Defend your bunkers from the invading... termites?
This problem is actually quite involved. We have to use Menger's Theorem (the number of vertex-independent paths is equal to the min cut). So now we have to use a min-cut algorithm. Since the input graph has vertex capacities and the Edmonds-Karp algorithm uses edge capacities, we have to convert. This is by splitting vertices into an in-vertex and an out-vertex, connected by an internal edge. Any cell on which a wall can be built will have capacity 1 on its internal edge. All other edges have infinite capacity.
We can reduce the number of vertices and edges by not creating them for impassable terrain cells.

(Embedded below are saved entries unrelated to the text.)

// Copyright 2025 the Understory Authors
// SPDX-License-Identifier: Apache-2.0 OR MIT

//! Name filtering, click resolution, and the indexed shape table.

use alloc::string::String;
use alloc::vec::Vec;
use core::fmt;

use hashbrown::HashMap;
use kurbo::Point;

use crate::hit::{HitParams, topmost_hit};
use crate::shape::{GeometryError, Shape, ShapeId};

/// Returns the shapes whose name contains `query`, ignoring case.
///
/// - An empty query returns every shape.
/// - Matching is a plain substring test on the Unicode lowercase forms of both
///   strings; there is no fuzzy matching.
/// - Shapes with an empty name never match a non-empty query.
/// - The input order is kept. It is also the draw order: shapes later in the
///   result are drawn on top of (and occlude) earlier ones.
#[must_use]
pub fn filter_by_name<'a>(shapes: &'a [Shape], query: &str) -> Vec<&'a Shape> {
    if query.is_empty() {
        return shapes.iter().collect();
    }
    let needle = query.to_lowercase();
    shapes
        .iter()
        .filter(|shape| !shape.name.is_empty() && shape.name.to_lowercase().contains(&needle))
        .collect()
}

/// Maps the shape the pointer landed on to the shape that becomes selected.
///
/// Only selectable shapes can be selected. Decorative shapes still receive
/// the click (and occlude what is below them) but resolve to `None`.
#[must_use]
pub fn resolve_click(shape: &Shape) -> Option<&Shape> {
    shape.selectable.then_some(shape)
}

/// Error building a [`SceneQuery`].
#[derive(Clone, Debug, PartialEq)]
pub enum SceneError {
    /// The shape at `index` has an empty id.
    EmptyId {
        /// Position in the input.
        index: usize,
    },
    /// Two shapes share an id.
    DuplicateId(ShapeId),
    /// A shape has invalid geometry.
    Geometry {
        /// Offending shape.
        id: ShapeId,
        /// What is wrong with it.
        source: GeometryError,
    },
}

impl fmt::Display for SceneError {
    fn fmt(&self, f: &mut fmt::Formatter<'_>) -> fmt::Result {
        match self {
            Self::EmptyId { index } => write!(f, "shape at index {index} has an empty id"),
            Self::DuplicateId(id) => write!(f, "duplicate shape id `{id}`"),
            Self::Geometry { id, source } => write!(f, "shape `{id}`: {source}"),
        }
    }
}

impl core::error::Error for SceneError {
    fn source(&self) -> Option<&(dyn core::error::Error + 'static)> {
        match self {
            Self::Geometry { source, .. } => Some(source),
            _ => None,
        }
    }
}

/// A validated, immutable shape table with an id index.
///
/// The table order is the draw order. Filtering produces derived views and
/// never changes the table.
#[derive(Clone, Debug)]
pub struct SceneQuery {
    shapes: Vec<Shape>,
    index: HashMap<ShapeId, usize>,
}

impl SceneQuery {
    /// Builds the table, rejecting empty or duplicate ids and bad geometry.
    pub fn new(shapes: Vec<Shape>) -> Result<Self, SceneError> {
        let mut index = HashMap::with_capacity(shapes.len());
        for (i, shape) in shapes.iter().enumerate() {
            if shape.id.as_str().is_empty() {
                return Err(SceneError::EmptyId { index: i });
            }
            shape
                .geometry
                .validate()
                .map_err(|source| SceneError::Geometry {
                    id: shape.id.clone(),
                    source,
                })?;
            if index.insert(shape.id.clone(), i).is_some() {
                return Err(SceneError::DuplicateId(shape.id.clone()));
            }
        }
        Ok(Self { shapes, index })
    }

    /// Returns all shapes in draw order.
    #[must_use]
    pub fn shapes(&self) -> &[Shape] {
        &self.shapes
    }

    /// Returns the number of shapes.
    #[must_use]
    pub fn len(&self) -> usize {
        self.shapes.len()
    }

    /// Returns `true` if the table has no shapes.
    #[must_use]
    pub fn is_empty(&self) -> bool {
        self.shapes.is_empty()
    }

    /// Looks up a shape by id.
    #[must_use]
    pub fn get(&self, id: &str) -> Option<&Shape> {
        self.index.get(id).map(|&i| &self.shapes[i])
    }

    /// Returns the render list for `query`. See [`filter_by_name`].
    #[must_use]
    pub fn filtered(&self, query: &str) -> Vec<&Shape> {
        filter_by_name(&self.shapes, query)
    }

    /// Resolves a click dispatched by shape id.
    ///
    /// Unknown ids and decorative shapes resolve to `None`. The current
    /// filter is not consulted.
    #[must_use]
    pub fn resolve_click_id(&self, id: &str) -> Option<&Shape> {
        self.get(id).and_then(resolve_click)
    }

    /// Resolves a click at scene point `pt` against the render list for `query`.
    ///
    /// The topmost shape under the pointer receives the click; if it is
    /// decorative the click selects nothing, even when a selectable shape lies
    /// underneath.
    #[must_use]
    pub fn resolve_click_at(&self, query: &str, pt: Point, params: &HitParams) -> Option<&Shape> {
        let render_list = self.filtered(query);
        topmost_hit(&render_list, pt, params).and_then(resolve_click)
    }

    /// Returns the shape names, in draw order, that match `query`.
    #[must_use]
    pub fn matching_names(&self, query: &str) -> Vec<String> {
        self.filtered(query)
            .into_iter()
            .map(|shape| shape.name.clone())
            .collect()
    }
}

The language didn't give any implementation trouble here.
Troubles came from bad author decisions, namely the choice of representing an infinite capacity as nil (at first).
I eventually switched to Float64::INFINITY.
The only reason I didn't do that at first was that I thought the types might have given me trouble.
This problem showed that I'm really rusty on how to do graph theory.
In particular, when searching for augmenting paths we have to use the residual graph,
which means that we have to consider outgoing and incoming edges both (Node#flow not just Node#out_edges).
Same for determining the cut - the cut is formed by finding nodes reachable from the source on the residual graph.
If only considering outgoing edges, the walls appear in nonsensical locations.